● **Directions**
Extract each line of the data below exactly as written.

(Saved data entries)
Start of Block
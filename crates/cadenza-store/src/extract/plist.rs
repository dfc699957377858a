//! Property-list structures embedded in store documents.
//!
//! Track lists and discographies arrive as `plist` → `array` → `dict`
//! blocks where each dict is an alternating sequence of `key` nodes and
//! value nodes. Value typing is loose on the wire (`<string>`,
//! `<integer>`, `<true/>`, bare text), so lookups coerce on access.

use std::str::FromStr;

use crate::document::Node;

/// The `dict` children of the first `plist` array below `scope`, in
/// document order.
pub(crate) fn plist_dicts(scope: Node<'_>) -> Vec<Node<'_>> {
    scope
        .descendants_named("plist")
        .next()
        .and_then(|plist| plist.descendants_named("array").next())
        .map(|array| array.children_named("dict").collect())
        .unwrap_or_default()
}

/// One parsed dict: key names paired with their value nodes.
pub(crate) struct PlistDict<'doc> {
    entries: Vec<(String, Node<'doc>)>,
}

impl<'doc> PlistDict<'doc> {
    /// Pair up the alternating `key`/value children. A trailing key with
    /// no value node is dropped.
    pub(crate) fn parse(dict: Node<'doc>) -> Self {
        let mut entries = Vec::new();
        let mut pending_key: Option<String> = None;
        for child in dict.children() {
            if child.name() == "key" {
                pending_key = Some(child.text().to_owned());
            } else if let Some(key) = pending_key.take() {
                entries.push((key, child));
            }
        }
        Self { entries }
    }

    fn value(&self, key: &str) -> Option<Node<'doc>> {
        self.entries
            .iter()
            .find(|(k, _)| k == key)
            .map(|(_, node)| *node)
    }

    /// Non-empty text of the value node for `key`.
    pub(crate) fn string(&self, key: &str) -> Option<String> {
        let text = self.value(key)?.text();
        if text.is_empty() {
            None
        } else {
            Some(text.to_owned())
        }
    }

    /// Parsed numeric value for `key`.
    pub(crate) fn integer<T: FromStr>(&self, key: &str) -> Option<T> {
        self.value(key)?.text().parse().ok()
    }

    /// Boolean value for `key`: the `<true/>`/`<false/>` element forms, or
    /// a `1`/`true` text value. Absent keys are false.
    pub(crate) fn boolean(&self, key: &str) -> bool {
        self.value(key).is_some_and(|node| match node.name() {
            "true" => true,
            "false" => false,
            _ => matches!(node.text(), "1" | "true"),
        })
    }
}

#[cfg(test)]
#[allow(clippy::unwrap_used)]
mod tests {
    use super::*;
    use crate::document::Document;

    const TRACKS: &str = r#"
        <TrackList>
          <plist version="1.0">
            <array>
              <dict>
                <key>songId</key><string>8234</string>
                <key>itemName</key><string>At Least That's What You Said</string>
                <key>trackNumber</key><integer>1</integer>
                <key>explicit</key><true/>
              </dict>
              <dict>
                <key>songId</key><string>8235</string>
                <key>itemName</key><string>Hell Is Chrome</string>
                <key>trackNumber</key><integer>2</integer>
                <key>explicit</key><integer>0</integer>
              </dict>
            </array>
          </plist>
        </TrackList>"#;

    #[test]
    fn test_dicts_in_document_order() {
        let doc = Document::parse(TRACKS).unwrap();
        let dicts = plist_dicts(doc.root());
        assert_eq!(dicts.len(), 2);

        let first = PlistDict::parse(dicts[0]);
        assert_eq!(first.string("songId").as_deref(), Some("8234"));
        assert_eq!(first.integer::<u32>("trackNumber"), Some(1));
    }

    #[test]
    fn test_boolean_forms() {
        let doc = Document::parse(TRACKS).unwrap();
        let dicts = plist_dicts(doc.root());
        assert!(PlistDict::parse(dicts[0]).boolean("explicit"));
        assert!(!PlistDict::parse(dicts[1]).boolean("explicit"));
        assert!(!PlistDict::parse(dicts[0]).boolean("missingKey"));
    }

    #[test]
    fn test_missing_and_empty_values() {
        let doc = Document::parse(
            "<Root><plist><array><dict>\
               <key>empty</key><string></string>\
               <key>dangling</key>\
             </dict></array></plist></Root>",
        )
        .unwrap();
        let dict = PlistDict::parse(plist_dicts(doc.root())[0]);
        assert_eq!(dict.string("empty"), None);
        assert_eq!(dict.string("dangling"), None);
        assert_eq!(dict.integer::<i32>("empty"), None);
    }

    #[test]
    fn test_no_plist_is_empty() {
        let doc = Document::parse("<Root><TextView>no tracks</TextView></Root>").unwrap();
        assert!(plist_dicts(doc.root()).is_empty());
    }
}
End of Block
● **Output**
filename crates/cadenza-store/src/extract/plist.rs
repository dfc699957377858a
//! Property-list structures embedded in store documents.
//!
//! Track lists and discographies arrive as `plist` → `array` → `dict`
//! blocks where each dict is an alternating sequence of `key` nodes and
//! value nodes. Value typing is loose on the wire (`<string>`,
//! `<integer>`, `<true/>`, bare text), so lookups coerce on access.

use std::str::FromStr;

use crate::document::Node;

/// The `dict` children of the first `plist` array below `scope`, in
/// document order.
pub(crate) fn plist_dicts(scope: Node<'_>) -> Vec<Node<'_>> {
    scope
        .descendants_named("plist")
        .next()
        .and_then(|plist| plist.descendants_named("array").next())
        .map(|array| array.children_named("dict").collect())
        .unwrap_or_default()
}

/// One parsed dict: key names paired with their value nodes.
pub(crate) struct PlistDict<'doc> {
    entries: Vec<(String, Node<'doc>)>,
}

impl<'doc> PlistDict<'doc> {
    /// Pair up the alternating `key`/value children. A trailing key with
    /// no value node is dropped.
    pub(crate) fn parse(dict: Node<'doc>) -> Self {
        let mut entries = Vec::new();
        let mut pending_key: Option<String> = None;
        for child in dict.children() {
            if child.name() == "key" {
                pending_key = Some(child.text().to_owned());
            } else if let Some(key) = pending_key.take() {
                entries.push((key, child));
            }
        }
        Self { entries }
    }

    fn value(&self, key: &str) -> Option<Node<'doc>> {
        self.entries
            .iter()
            .find(|(k, _)| k == key)
            .map(|(_, node)| *node)
    }

    /// Non-empty text of the value node for `key`.
    pub(crate) fn string(&self, key: &str) -> Option<String> {
        let text = self.value(key)?.text();
        if text.is_empty() {
            None
        } else {
            Some(text.to_owned())
        }
    }

    /// Parsed numeric value for `key`.
    pub(crate) fn integer<T: FromStr>(&self, key: &str) -> Option<T> {
        self.value(key)?.text().parse().ok()
    }

    /// Boolean value for `key`: the `<true/>`/`<false/>` element forms, or
    /// a `1`/`true` text value. Absent keys are false.
    pub(crate) fn boolean(&self, key: &str) -> bool {
        self.value(key).is_some_and(|node| match node.name() {
            "true" => true,
            "false" => false,
            _ => matches!(node.text(), "1" | "true"),
        })
    }
}

#[cfg(test)]
#[allow(clippy::unwrap_used)]
mod tests {
    use super::*;
    use crate::document::Document;

    const TRACKS: &str = r#"
        <TrackList>
          <plist version="1.0">
            <array>
              <dict>
                <key>songId</key><string>8234</string>
                <key>itemName</key><string>At Least That's What You Said</string>
                <key>trackNumber</key><integer>1</integer>
                <key>explicit</key><true/>
              </dict>
              <dict>
                <key>songId</key><string>8235</string>
                <key>itemName</key><string>Hell Is Chrome</string>
                <key>trackNumber</key><integer>2</integer>
                <key>explicit</key><integer>0</integer>
              </dict>
            </array>
          </plist>
        </TrackList>"#;

    #[test]
    fn test_dicts_in_document_order() {
        let doc = Document::parse(TRACKS).unwrap();
        let dicts = plist_dicts(doc.root());
        assert_eq!(dicts.len(), 2);

        let first = PlistDict::parse(dicts[0]);
        assert_eq!(first.string("songId").as_deref(), Some("8234"));
        assert_eq!(first.integer::<u32>("trackNumber"), Some(1));
    }

    #[test]
    fn test_boolean_forms() {
        let doc = Document::parse(TRACKS).unwrap();
        let dicts = plist_dicts(doc.root());
        assert!(PlistDict::parse(dicts[0]).boolean("explicit"));
        assert!(!PlistDict::parse(dicts[1]).boolean("explicit"));
        assert!(!PlistDict::parse(dicts[0]).boolean("missingKey"));
    }

    #[test]
    fn test_missing_and_empty_values() {
        let doc = Document::parse(
            "<Root><plist><array><dict>\
               <key>empty</key><string></string>\
               <key>dangling</key>\
             </dict></array></plist></Root>",
        )
        .unwrap();
        let dict = PlistDict::parse(plist_dicts(doc.root())[0]);
        assert_eq!(dict.string("empty"), None);
        assert_eq!(dict.string("dangling"), None);
        assert_eq!(dict.integer::<i32>("empty"), None);
    }

    #[test]
    fn test_no_plist_is_empty() {
        let doc = Document::parse("<Root><TextView>no tracks</TextView></Root>").unwrap();
        assert!(plist_dicts(doc.root()).is_empty());
    }
}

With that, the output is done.